Bizarre giant statues ‘could have been guardians of an ancient cemetery’

Mysterious giant statues dating back more than 3,000 years have been discovered in a necropolis in Sardinia and are ‘capable of attracting the attention of the whole world’

Two giant Bronze Age statues have been discovered in Sardinia. Pictured is one of two similar sculptures discovered in 2014

Giant statues – said to be the oldest human-shaped sculptures ever found in the Mediterranean – may have once stood as guardians of an ancient cemetery.

The bizarre Bronze Age statues, believed to be over 3,000 years old, were discovered in a necropolis near Mont’e Prama in Cabras, a small town in the west of the island of Sardinia.

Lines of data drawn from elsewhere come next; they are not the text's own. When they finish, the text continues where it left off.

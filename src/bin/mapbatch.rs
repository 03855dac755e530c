use std::path::{Path, PathBuf};

use anyhow::Context as _;
use clap::{Parser, Subcommand, ValueEnum};
use tracing_subscriber::EnvFilter;

#[derive(Parser, Debug)]
#[command(name = "mapbatch", version)]
#[command(about = "Render every feature of a GeoJSON collection to its own PNG")]
struct Cli {
    /// Log level used when RUST_LOG is not set.
    #[arg(long, global = true, default_value = "info")]
    log_level: String,

    #[command(subcommand)]
    cmd: Command,
}

#[derive(Subcommand, Debug)]
enum Command {
    /// Render one image per feature, an overview image, and a manifest.
    Render(RenderArgs),
    /// List the available style presets.
    Styles(StylesArgs),
}

#[derive(Parser, Debug)]
struct RenderArgs {
    /// Input GeoJSON FeatureCollection.
    #[arg(long = "in")]
    in_path: PathBuf,

    /// Output directory; created if missing.
    #[arg(long)]
    out_dir: PathBuf,

    /// Style preset name.
    #[arg(long, default_value = mapbatch::DEFAULT_STYLE)]
    style: String,

    /// JSON file of extra presets, merged over the built-ins.
    #[arg(long)]
    style_file: Option<PathBuf>,

    /// Feature property holding the label (default: probe common names).
    #[arg(long)]
    label_field: Option<String>,

    /// Render on a worker pool.
    #[arg(long)]
    parallel: bool,

    /// Worker count for --parallel (default: MAPBATCH_THREADS, else one per core).
    #[arg(long)]
    threads: Option<usize>,

    /// Name of the overview image, before sanitizing.
    #[arg(long, default_value = mapbatch::pipeline::DEFAULT_OVERVIEW_NAME)]
    overview_name: String,

    /// File name of the manifest.
    #[arg(long, default_value = mapbatch::pipeline::DEFAULT_MANIFEST_NAME)]
    manifest_name: String,

    /// Heading of the manifest and overview.
    #[arg(long, default_value = mapbatch::pipeline::DEFAULT_TITLE)]
    title: String,

    /// Failures listed in the summary before the rest are counted.
    #[arg(long, default_value_t = mapbatch::manifest::DEFAULT_PREVIEW)]
    preview: usize,

    /// Backend to use.
    #[arg(long, value_enum, default_value_t = BackendChoice::Cpu)]
    backend: BackendChoice,
}

#[derive(Parser, Debug)]
struct StylesArgs {
    /// JSON file of extra presets to include.
    #[arg(long)]
    style_file: Option<PathBuf>,
}

#[derive(Clone, Copy, Debug, ValueEnum)]
enum BackendChoice {
    Cpu,
}

fn main() -> anyhow::Result<()> {
    let cli = Cli::parse();
    init_tracing(&cli.log_level);
    match cli.cmd {
        Command::Render(args) => cmd_render(args),
        Command::Styles(args) => cmd_styles(args),
    }
}

fn init_tracing(level: &str) {
    let filter = EnvFilter::try_from_default_env()
        .or_else(|_| EnvFilter::try_new(level))
        .unwrap_or_else(|_| EnvFilter::new("info"));
    tracing_subscriber::fmt()
        .with_env_filter(filter)
        .with_writer(std::io::stderr)
        .with_target(false)
        .init();
}

fn load_styles(style_file: Option<&Path>) -> anyhow::Result<mapbatch::StyleBook> {
    let book = mapbatch::StyleBook::builtin();
    Ok(match style_file {
        Some(path) => book.merge(mapbatch::StyleBook::from_path(path)?),
        None => book,
    })
}

fn env_threads() -> Option<usize> {
    std::env::var("MAPBATCH_THREADS")
        .ok()
        .and_then(|s| s.trim().parse::<usize>().ok())
        .filter(|&n| n > 0)
}

fn cmd_render(args: RenderArgs) -> anyhow::Result<()> {
    let book = load_styles(args.style_file.as_deref())?;
    let style = book.get(&args.style)?.clone();

    let label = match args.label_field {
        Some(field) => mapbatch::LabelField::Explicit(field),
        None => mapbatch::LabelField::Probe,
    };
    let collection = mapbatch::FeatureCollection::read_path(&args.in_path, &label)
        .with_context(|| format!("read features from '{}'", args.in_path.display()))?;

    let kind = match args.backend {
        BackendChoice::Cpu => mapbatch::BackendKind::Cpu,
    };
    let backend = mapbatch::create_backend(kind);

    let mut opts = mapbatch::PipelineOptions::new(&args.out_dir).with_style(&args.style, style);
    opts.overview_name = args.overview_name;
    opts.manifest_name = args.manifest_name;
    opts.title = args.title;
    opts.preview = args.preview;
    opts.batch.threading = mapbatch::RenderThreading {
        parallel: args.parallel,
        threads: args.threads.or_else(env_threads),
    };

    let report = mapbatch::run_pipeline(backend.as_ref(), &collection, &opts)?;

    eprintln!("{}", report.summary.console_report());
    let manifest = report.manifest.context("write manifest")?;
    eprintln!(
        "wrote {} ({} images)",
        manifest.path.display(),
        manifest.images_found
    );
    Ok(())
}

fn cmd_styles(args: StylesArgs) -> anyhow::Result<()> {
    let book = load_styles(args.style_file.as_deref())?;
    for (name, style) in book.iter() {
        println!(
            "{name:<12} fill {} edge {} background {} line {}pt {}dpi {}x{}in",
            style.fill_color,
            style.edge_color,
            style.background_color,
            style.line_width,
            style.dpi,
            style.figure_size.0,
            style.figure_size.1
        );
    }
    Ok(())
}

Dated between the 11th and 8th centuries BC. AD, these giants – or Kolossoi – are the oldest human-shaped sculptures found in the Mediterranean.

Experts say they are younger than ancient Egyptian statues but older than Greek kouroi statues dating back to the 7th century BC. The new discoveries will add to discoveries first made in 1974.

The most recent excavations recovered 5,000 pieces, including 15 heads and 22 torsos. Completely rebuilt, the statues are 2.5 meters high.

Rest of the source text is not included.